Instructions to follow »
Report every line in the listing that contains the string "false".
(Beginning of Given data)
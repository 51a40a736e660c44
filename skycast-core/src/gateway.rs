use anyhow::{Context, Result, anyhow};
use async_trait::async_trait;
use reqwest::Client;
use serde::Deserialize;
use std::{fmt::Debug, time::Duration};
use tracing::debug;

use crate::model::{City, WeatherSnapshot};

/// Result cap used when the user does not ask for a specific one.
pub const DEFAULT_RESULT_LIMIT: u32 = 5;

const OPENWEATHER_BASE_URL: &str = "https://api.openweathermap.org";
const REQUEST_TIMEOUT: Duration = Duration::from_secs(10);

/// Central London. Only used to probe whether a candidate API key works.
const KEY_PROBE_COORD: (f64, f64) = (51.5073, -0.1277);

/// Boundary to the remote weather service. Workflows depend on this trait so
/// tests can substitute a canned implementation.
#[async_trait]
pub trait WeatherGateway: Send + Sync + Debug {
    /// Geocode a free-form `"name[, state][, country]"` query.
    ///
    /// `Ok` with an empty vec means the service answered but found no match;
    /// callers must treat that separately from `Err` (transport failure,
    /// timeout, or non-success status).
    async fn search_cities(&self, query: &str, limit: u32) -> Result<Vec<City>>;

    /// Current weather at a coordinate, in imperial units.
    async fn current_weather(&self, lat: f64, lon: f64) -> Result<WeatherSnapshot>;

    /// True only when a probe request with this gateway's key succeeds.
    /// Transport failures and non-success statuses both read as false.
    async fn validate_key(&self) -> bool;
}

/// [`WeatherGateway`] backed by the OpenWeather HTTP API.
///
/// No retries and no backoff: every request either succeeds or fails once
/// within the 10-second timeout.
#[derive(Debug, Clone)]
pub struct OpenWeatherGateway {
    api_key: String,
    base_url: String,
    http: Client,
}

impl OpenWeatherGateway {
    pub fn new(api_key: String) -> Result<Self> {
        Self::with_base_url(api_key, OPENWEATHER_BASE_URL)
    }

    /// Point the gateway at a different host. Used by tests.
    pub fn with_base_url(api_key: String, base_url: impl Into<String>) -> Result<Self> {
        let http = Client::builder()
            .timeout(REQUEST_TIMEOUT)
            .build()
            .context("Failed to build HTTP client")?;

        Ok(Self { api_key, base_url: base_url.into(), http })
    }

    fn geocoding_url(&self) -> String {
        format!("{}/geo/1.0/direct", self.base_url)
    }

    fn weather_url(&self) -> String {
        format!("{}/data/2.5/weather", self.base_url)
    }
}

#[async_trait]
impl WeatherGateway for OpenWeatherGateway {
    async fn search_cities(&self, query: &str, limit: u32) -> Result<Vec<City>> {
        debug!(query, limit, "requesting geocoding candidates");

        let limit = limit.to_string();
        let res = self
            .http
            .get(self.geocoding_url())
            .query(&[("q", query), ("limit", limit.as_str()), ("appid", self.api_key.as_str())])
            .send()
            .await
            .context("Failed to send request to the OpenWeather geocoding endpoint")?;

        let status = res.status();
        let body = res.text().await.context("Failed to read geocoding response body")?;

        if !status.is_success() {
            return Err(anyhow!(
                "Geocoding request failed with status {}: {}",
                status,
                truncate_body(&body),
            ));
        }

        serde_json::from_str(&body).context("Failed to parse geocoding JSON")
    }

    async fn current_weather(&self, lat: f64, lon: f64) -> Result<WeatherSnapshot> {
        debug!(lat, lon, "requesting current weather");

        let lat = lat.to_string();
        let lon = lon.to_string();
        let res = self
            .http
            .get(self.weather_url())
            .query(&[
                ("lat", lat.as_str()),
                ("lon", lon.as_str()),
                ("appid", self.api_key.as_str()),
                ("units", "imperial"),
            ])
            .send()
            .await
            .context("Failed to send request to the OpenWeather current-weather endpoint")?;

        let status = res.status();
        let body = res.text().await.context("Failed to read current-weather response body")?;

        if !status.is_success() {
            return Err(anyhow!(
                "Current-weather request failed with status {}: {}",
                status,
                truncate_body(&body),
            ));
        }

        snapshot_from_body(&body)
    }

    async fn validate_key(&self) -> bool {
        let (lat, lon) = KEY_PROBE_COORD;
        let lat = lat.to_string();
        let lon = lon.to_string();

        let res = self
            .http
            .get(self.weather_url())
            .query(&[("lat", lat.as_str()), ("lon", lon.as_str()), ("appid", self.api_key.as_str())])
            .send()
            .await;

        match res {
            Ok(res) => res.status().is_success(),
            Err(err) => {
                debug!(error = %err, "API key probe did not reach OpenWeather");
                false
            }
        }
    }
}

#[derive(Debug, Deserialize)]
struct OwMain {
    temp: f64,
    feels_like: f64,
    humidity: u8,
    pressure: f64,
}

#[derive(Debug, Deserialize)]
struct OwWeather {
    description: String,
}

#[derive(Debug, Deserialize)]
struct OwWind {
    speed: f64,
}

#[derive(Debug, Deserialize)]
struct OwCurrentResponse {
    main: OwMain,
    weather: Vec<OwWeather>,
    wind: OwWind,
}

fn snapshot_from_body(body: &str) -> Result<WeatherSnapshot> {
    let parsed: OwCurrentResponse =
        serde_json::from_str(body).context("Failed to parse current-weather JSON")?;

    let description = parsed
        .weather
        .first()
        .map(|w| w.description.clone())
        .unwrap_or_else(|| "Unknown".to_string());

    Ok(WeatherSnapshot {
        description,
        temp_f: parsed.main.temp,
        feels_like_f: parsed.main.feels_like,
        wind_mph: parsed.wind.speed,
        humidity_pct: parsed.main.humidity,
        pressure_hpa: parsed.main.pressure,
    })
}

fn truncate_body(body: &str) -> String {
    const MAX: usize = 200;
    if body.len() > MAX {
        format!("{}...", &body[..MAX])
    } else {
        body.to_string()
    }
}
(End of Given data)
Completed task »
    /// Transport failures and non-success statuses both read as false.
                false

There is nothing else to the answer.